The reader is going to “learn… by modifying”? So the people modifying the articles don’t actually need to know anything about the subject before they start modifying? The modifying itself is supposed to be the way they learn? That’s “proactive”! ((But what, dear readers, does the horrible term “proactive” actually add to the sense of, um, “active”?)) Oh, but luckily, edits won’t go live until approved by “one of the company’s staff or freelance editors”. I suppose they can always check whether the new material looks correct by, er, going to Wikipedia. ((I confess that I have never edited my own Wikipedia article so as to make myself look more important and central to the critical intellectual debates of our time, etc. Do you think I should?))

But it ill behoves me to carp at this exciting news. We can at least be very confident that, in time, Britannica will become a much more reliable source of information than it has hitherto been about old videogames and science-fiction TV series. Everybody wins!

29 comments
  1. 1  Jeff Strabone  January 23, 2009, 5:24 am 

    ‘Proactive’ belongs to that annoying category of words with unnecessary prefixes. ‘Inter-related’ is another. If two things are ‘inter-related’, are they not also related?

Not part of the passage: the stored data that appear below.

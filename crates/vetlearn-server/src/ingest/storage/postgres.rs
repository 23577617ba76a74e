// PostgreSQL ingest store

use async_trait::async_trait;
use sqlx::{PgPool, Postgres, Transaction};
use std::collections::HashMap;
use tracing::{debug, info, warn};
use vetlearn_common::types::{ComponentKind, ProcessedFlag};

use super::{IngestStore, StoreError, StoreResult};
use crate::ingest::models::{
    ComponentRecord, PackageRecord, ParsedCriterion, ParsedElement, ReplaceSummary, UnitRecord,
};

/// sqlx-backed store over the catalog tables
#[derive(Clone)]
pub struct PgIngestStore {
    db: PgPool,
}

impl PgIngestStore {
    pub fn new(db: PgPool) -> Self {
        Self { db }
    }

    pub fn pool(&self) -> &PgPool {
        &self.db
    }

    /// Shared upsert for the two package-owned metadata tables
    async fn upsert_component(
        &self,
        kind: ComponentKind,
        record: &ComponentRecord,
    ) -> StoreResult<i64> {
        // Table names come from a closed enum, never from input
        let sql = format!(
            r#"
            INSERT INTO {table} AS t (
                code, training_package_id, title, description, status,
                release_date, xml_file, processed
            )
            VALUES ($1, $2, $3, $4, $5, $6, $7, 'N')
            ON CONFLICT (code) DO UPDATE SET
                training_package_id = EXCLUDED.training_package_id,
                title = EXCLUDED.title,
                description = COALESCE(EXCLUDED.description, t.description),
                status = COALESCE(EXCLUDED.status, t.status),
                release_date = COALESCE(EXCLUDED.release_date, t.release_date),
                xml_file = COALESCE(EXCLUDED.xml_file, t.xml_file),
                processed = 'N',
                updated_at = NOW()
            RETURNING id
            "#,
            table = kind.table_name()
        );

        let id: i64 = sqlx::query_scalar(&sql)
            .bind(&record.code)
            .bind(record.training_package_id)
            .bind(&record.title)
            .bind(&record.description)
            .bind(&record.status)
            .bind(record.release_date)
            .bind(&record.xml_file)
            .fetch_one(&self.db)
            .await?;

        debug!(kind = %kind, code = %record.code, id, "Upserted component");
        Ok(id)
    }

    async fn insert_elements(
        tx: &mut Transaction<'_, Postgres>,
        unit_id: i64,
        elements: &[ParsedElement],
    ) -> StoreResult<ReplaceSummary> {
        let mut summary = ReplaceSummary::default();

        for element in elements {
            let element_id: i64 = sqlx::query_scalar(
                r#"
                INSERT INTO unit_elements (unit_id, element_num, element_text)
                VALUES ($1, $2, $3)
                RETURNING id
                "#,
            )
            .bind(unit_id)
            .bind(&element.element_number)
            .bind(&element.element_text)
            .fetch_one(&mut **tx)
            .await?;
            summary.elements += 1;

            for pc in &element.performance_criteria {
                sqlx::query(
                    r#"
                    INSERT INTO unit_performance_criteria (element_id, unit_id, pc_num, pc_text)
                    VALUES ($1, $2, $3, $4)
                    "#,
                )
                .bind(element_id)
                .bind(unit_id)
                .bind(&pc.pc_number)
                .bind(&pc.pc_text)
                .execute(&mut **tx)
                .await?;
                summary.criteria += 1;
            }
        }

        Ok(summary)
    }
}

#[async_trait]
impl IngestStore for PgIngestStore {
    #[tracing::instrument(skip(self, record), fields(code = %record.code))]
    async fn upsert_training_package(&self, record: &PackageRecord) -> StoreResult<i64> {
        let id: i64 = sqlx::query_scalar(
            r#"
            INSERT INTO training_packages AS t (
                code, title, description, status, release_date, xml_file, processed
            )
            VALUES ($1, $2, $3, $4, $5, $6, 'N')
            ON CONFLICT (code) DO UPDATE SET
                title = EXCLUDED.title,
                description = COALESCE(EXCLUDED.description, t.description),
                status = COALESCE(EXCLUDED.status, t.status),
                release_date = COALESCE(EXCLUDED.release_date, t.release_date),
                xml_file = COALESCE(EXCLUDED.xml_file, t.xml_file),
                processed = 'N',
                updated_at = NOW()
            RETURNING id
            "#,
        )
        .bind(&record.code)
        .bind(&record.title)
        .bind(&record.description)
        .bind(&record.status)
        .bind(record.release_date)
        .bind(&record.xml_file)
        .fetch_one(&self.db)
        .await?;

        Ok(id)
    }

    async fn upsert_qualification(&self, record: &ComponentRecord) -> StoreResult<i64> {
        self.upsert_component(ComponentKind::Qualification, record).await
    }

    async fn upsert_skillset(&self, record: &ComponentRecord) -> StoreResult<i64> {
        self.upsert_component(ComponentKind::Skillset, record).await
    }

    #[tracing::instrument(skip(self, record), fields(code = %record.code))]
    async fn upsert_unit(&self, record: &UnitRecord) -> StoreResult<i64> {
        let id: i64 = sqlx::query_scalar(
            r#"
            INSERT INTO units AS t (
                code, training_package_id, title, description, status,
                release_date, xml_file, assessment_requirements_file, processed
            )
            VALUES ($1, $2, $3, $4, $5, $6, $7, $8, 'N')
            ON CONFLICT (code) DO UPDATE SET
                training_package_id = COALESCE(EXCLUDED.training_package_id, t.training_package_id),
                title = EXCLUDED.title,
                description = COALESCE(EXCLUDED.description, t.description),
                status = COALESCE(EXCLUDED.status, t.status),
                release_date = COALESCE(EXCLUDED.release_date, t.release_date),
                xml_file = COALESCE(EXCLUDED.xml_file, t.xml_file),
                assessment_requirements_file =
                    COALESCE(EXCLUDED.assessment_requirements_file, t.assessment_requirements_file),
                processed = 'N',
                updated_at = NOW()
            RETURNING id
            "#,
        )
        .bind(&record.code)
        .bind(record.training_package_id)
        .bind(&record.title)
        .bind(&record.description)
        .bind(&record.status)
        .bind(record.release_date)
        .bind(&record.xml_file)
        .bind(&record.assessment_requirements_file)
        .fetch_one(&self.db)
        .await?;

        Ok(id)
    }

    async fn find_package_id_for_unit(&self, unit_code: &str) -> StoreResult<Option<i64>> {
        let id: Option<i64> = sqlx::query_scalar(
            r#"
            SELECT id FROM training_packages
            WHERE left($1, length(code)) = code
            ORDER BY length(code) DESC
            LIMIT 1
            "#,
        )
        .bind(unit_code)
        .fetch_optional(&self.db)
        .await?;

        Ok(id)
    }

    #[tracing::instrument(skip(self, elements), fields(elements = elements.len()))]
    async fn replace_unit_elements(
        &self,
        unit_id: i64,
        elements: &[ParsedElement],
    ) -> StoreResult<ReplaceSummary> {
        let mut tx = self.db.begin().await?;

        // Serializes concurrent replacements of the same unit
        let locked: Option<i64> = sqlx::query_scalar("SELECT id FROM units WHERE id = $1 FOR UPDATE")
            .bind(unit_id)
            .fetch_optional(&mut *tx)
            .await?;

        if locked.is_none() {
            warn!(unit_id, "Unit row missing, nothing replaced");
            return Err(StoreError::NotFound(format!("Unit {} not found", unit_id)));
        }

        sqlx::query("DELETE FROM unit_performance_criteria WHERE unit_id = $1")
            .bind(unit_id)
            .execute(&mut *tx)
            .await?;

        sqlx::query("DELETE FROM unit_elements WHERE unit_id = $1")
            .bind(unit_id)
            .execute(&mut *tx)
            .await?;

        let summary = Self::insert_elements(&mut tx, unit_id, elements).await?;

        sqlx::query("UPDATE units SET processed = 'Y', updated_at = NOW() WHERE id = $1")
            .bind(unit_id)
            .execute(&mut *tx)
            .await?;

        tx.commit().await?;

        info!(
            unit_id,
            elements = summary.elements,
            criteria = summary.criteria,
            "Replaced unit elements"
        );
        Ok(summary)
    }

    async fn store_assessment_requirements(&self, unit_id: i64, xml: &str) -> StoreResult<()> {
        let result = sqlx::query(
            "UPDATE units SET assessment_requirements_xml = $2, updated_at = NOW() WHERE id = $1",
        )
        .bind(unit_id)
        .bind(xml)
        .execute(&self.db)
        .await?;

        if result.rows_affected() == 0 {
            return Err(StoreError::NotFound(format!("Unit {} not found", unit_id)));
        }
        Ok(())
    }

    async fn unit_elements(&self, unit_id: i64) -> StoreResult<Vec<ParsedElement>> {
        let rows: Vec<(i64, String, String, Option<String>, Option<String>)> = sqlx::query_as(
            r#"
            SELECT e.id, e.element_num, e.element_text, pc.pc_num, pc.pc_text
            FROM unit_elements e
            LEFT JOIN unit_performance_criteria pc ON pc.element_id = e.id
            WHERE e.unit_id = $1
            ORDER BY e.id, pc.id
            "#,
        )
        .bind(unit_id)
        .fetch_all(&self.db)
        .await?;

        let mut elements: Vec<ParsedElement> = Vec::new();
        let mut current_id = None;

        for (element_id, element_num, element_text, pc_num, pc_text) in rows {
            if current_id != Some(element_id) {
                elements.push(ParsedElement::new(element_num, element_text));
                current_id = Some(element_id);
            }
            if let (Some(number), Some(text), Some(open)) = (pc_num, pc_text, elements.last_mut()) {
                open.performance_criteria.push(ParsedCriterion {
                    pc_number: number,
                    pc_text: text,
                });
            }
        }

        Ok(elements)
    }

    async fn processed_status(
        &self,
        kind: ComponentKind,
        codes: &[String],
    ) -> StoreResult<HashMap<String, ProcessedFlag>> {
        if codes.is_empty() {
            return Ok(HashMap::new());
        }

        let sql = format!(
            "SELECT code, processed FROM {} WHERE code = ANY($1)",
            kind.table_name()
        );
        let rows: Vec<(String, String)> = sqlx::query_as(&sql)
            .bind(codes)
            .fetch_all(&self.db)
            .await?;

        Ok(rows
            .into_iter()
            .map(|(code, flag)| {
                let flag = flag.parse().unwrap_or_default();
                (code, flag)
            })
            .collect())
    }

    async fn health_check(&self) -> StoreResult<()> {
        sqlx::query("SELECT 1").execute(&self.db).await?;
        Ok(())
    }
}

    If the Britannica goes the wiki way, it may as well not exist. Isn’t the point of it to be an outstanding peer-reviewed reference?

    Should you edit your own Wikipedia entry? Please do. Currently, there are consecutive sentences that begin ‘He has also written’. But first, finish your third book so that the entry can be updated with another such sentence.

  2. 2  sw  January 23, 2009, 1:19 pm 

    Maybe I’m being a bit dull here, and I hasten to add that I’m not sure this is quite what Cauz is saying, but surely “proactive” generally means something like beginning to respond or act in advance of some presumed stimulus to act. For example, there’s some understandable difference between “I am actively seeking my professor’s guidance on what to write for my thesis” and “I am proactively seeking my professor’s guidance on what to write for my thesis”. Would you say that those two sentences are simply interchangeable? Or, excuse me, changeable? (After all, if two things are “interchangeable” they must be “changeable”, right?)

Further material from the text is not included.